By 1924 the church was becoming too small for its growing congregation and work on an extension began in early 1931, with two further bays being added to the nave and adding two single bays on both sides, that on the south to house the organ and that on the north to act as a vestry, with a temporary wall being added in the east. This extension was dedicated on 18 December 1931. The baptismal font was found in pieces in a builder's yard in 1934 having been removed from St Albans Abbey, where it had been installed in 1853. The font was obtained for the price of transporting it to St Paul's where it was installed and dedicated to the memory of the late Mrs Evelyn Swatman.

By 1938 the church needed to be extended again, and an appeal was launched to raise the required £1,000; this sum was reached by 1940 and the north aisle was finished, a vestibule built and the roofing of the nave completed. In 1958 a Church Hall was built at 179 Pixmore Way, immediately west of the church.

St Paul's Church remained a chapel of ease within the ecclesiastical parish of Willian until 17 January 1963, when a new ecclesiastical parish of "Saint Paul, Letchworth" was created. On 8 June 1977 the two ecclesiastical parishes of Willian and Letchworth St Paul were brought under a united benefice, allowing them to be served by the same clergy whilst remaining separate ecclesiastical parishes.

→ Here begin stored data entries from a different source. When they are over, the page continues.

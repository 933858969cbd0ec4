//! Void a line item
//!
//! On a draft the line is simply deleted. Once the order has been sent the
//! line is kept for audit: it is flagged voided with a mandatory reason and
//! drops out of the totals.

use crate::core::OpContext;
use crate::db::repository::order as order_repo;
use shared::error::{AppError, AppResult, ErrorCode};
use shared::models::{OrderSnapshot, OrderStatus, Role};
use sqlx::SqliteConnection;

use super::snapshot::load_snapshot;
use super::{ensure_unlocked, load_order};

pub async fn void_item(
    conn: &mut SqliteConnection,
    ctx: &OpContext,
    order_id: i64,
    item_id: i64,
    reason: Option<&str>,
) -> AppResult<OrderSnapshot> {
    ctx.ensure_live()?;
    ctx.require_role(Role::Cashier)?;

    let order = load_order(conn, order_id).await?;
    ensure_unlocked(&order)?;

    let item = order_repo::find_item(conn, item_id)
        .await?
        .filter(|i| i.order_id == order.id)
        .ok_or_else(|| {
            AppError::new(ErrorCode::OrderItemNotFound).with_detail("item_id", item_id)
        })?;
    if item.voided {
        return Err(AppError::new(ErrorCode::OrderItemVoided).with_detail("item_id", item_id));
    }

    if matches!(order.status, OrderStatus::Draft | OrderStatus::Open) {
        // Not sent yet, nothing to audit
        order_repo::delete_customizations(conn, item.id).await?;
        order_repo::delete_item(conn, item.id).await?;
        tracing::debug!(order_id = order.id, item_id = item.id, "line removed");
    } else {
        let reason = reason
            .map(str::trim)
            .filter(|r| !r.is_empty())
            .ok_or_else(|| AppError::new(ErrorCode::VoidReasonRequired))?;
        order_repo::void_item(conn, item.id, reason, ctx.operator.id, ctx.now).await?;
        tracing::info!(order_id = order.id, item_id = item.id, reason, "line voided");
    }

    load_snapshot(conn, order.id).await
}

#[cfg(test)]
mod tests {
    use super::*;
    use crate::orders::{add_item, assign_destination, create_order};
    use crate::testing::{open_test_shift, seed_menu_item, test_ctx, test_db};
    use shared::models::{OrderAddItem, OrderCreate, OrderDestination};

    async fn setup(conn: &mut SqliteConnection) -> (i64, i64) {
        open_test_shift(conn).await;
        seed_menu_item(conn, 10, "Paella", 25.0).await;
        let ctx = test_ctx(Role::Waiter);
        let order = create_order(conn, &ctx, OrderCreate::default())
            .await
            .unwrap();
        let snap = add_item(
            conn,
            &ctx,
            order.order.id,
            OrderAddItem {
                menu_item_id: 10,
                qty: 1.0,
                options: vec![],
                note: None,
            },
        )
        .await
        .unwrap();
        (order.order.id, snap.items[0].item.id)
    }

    async fn send(conn: &mut SqliteConnection, order_id: i64) {
        assign_destination(
            conn,
            &test_ctx(Role::Waiter),
            order_id,
            OrderDestination {
                table_id: None,
                is_takeaway: true,
            },
        )
        .await
        .unwrap();
    }

    #[tokio::test]
    async fn test_requires_cashier() {
        let db = test_db().await;
        let mut conn = db.pool.acquire().await.unwrap();
        let (order_id, item_id) = setup(&mut conn).await;

        let err = void_item(&mut conn, &test_ctx(Role::Waiter), order_id, item_id, None)
            .await
            .unwrap_err();
        assert_eq!(err.code, ErrorCode::CashierRequired);
    }

    #[tokio::test]
    async fn test_unsent_line_is_deleted() {
        let db = test_db().await;
        let mut conn = db.pool.acquire().await.unwrap();
        let (order_id, item_id) = setup(&mut conn).await;

        let snap = void_item(&mut conn, &test_ctx(Role::Cashier), order_id, item_id, None)
            .await
            .unwrap();
        assert!(snap.items.is_empty());
    }

    #[tokio::test]
    async fn test_sent_line_needs_reason() {
        let db = test_db().await;
        let mut conn = db.pool.acquire().await.unwrap();
        let (order_id, item_id) = setup(&mut conn).await;
        send(&mut conn, order_id).await;

        let ctx = test_ctx(Role::Cashier);
        let err = void_item(&mut conn, &ctx, order_id, item_id, None)
            .await
            .unwrap_err();
        assert_eq!(err.code, ErrorCode::VoidReasonRequired);

        let err = void_item(&mut conn, &ctx, order_id, item_id, Some("  "))
            .await
            .unwrap_err();
        assert_eq!(err.code, ErrorCode::VoidReasonRequired);
    }

    #[tokio::test]
    async fn test_sent_line_soft_voided_and_excluded_from_totals() {
        let db = test_db().await;
        let mut conn = db.pool.acquire().await.unwrap();
        let (order_id, item_id) = setup(&mut conn).await;
        send(&mut conn, order_id).await;

        let ctx = test_ctx(Role::Cashier);
        let snap = void_item(&mut conn, &ctx, order_id, item_id, Some("dropped plate"))
            .await
            .unwrap();
        assert_eq!(snap.items.len(), 1);
        assert!(snap.items[0].item.voided);
        assert_eq!(
            snap.items[0].item.void_reason.as_deref(),
            Some("dropped plate")
        );
        assert_eq!(snap.totals.subtotal, 0.0);

        // double void rejected
        let err = void_item(&mut conn, &ctx, order_id, item_id, Some("again"))
            .await
            .unwrap_err();
        assert_eq!(err.code, ErrorCode::OrderItemVoided);
    }
}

In 1989 the church was reordered, turning the seating around from facing the east to facing the west. At about the same time a new smaller altar was installed and new communion rails fitted. The pulpit was boarded in and the baptismal font moved to the northeast corner of the church.

In August 2015 windows at the church and those at St Mary's church in Hitchin were smashed in what police called a "religiously motivated attack." A local man was charged with the attack.

In February 2022 the boarded in pulpit was removed.

At the end of 2023, the north aisle was (is being) rebuilt to be made safer.

At the end of 2023 they donated their chairs to another church and put in new wooden chairs making the place look newer.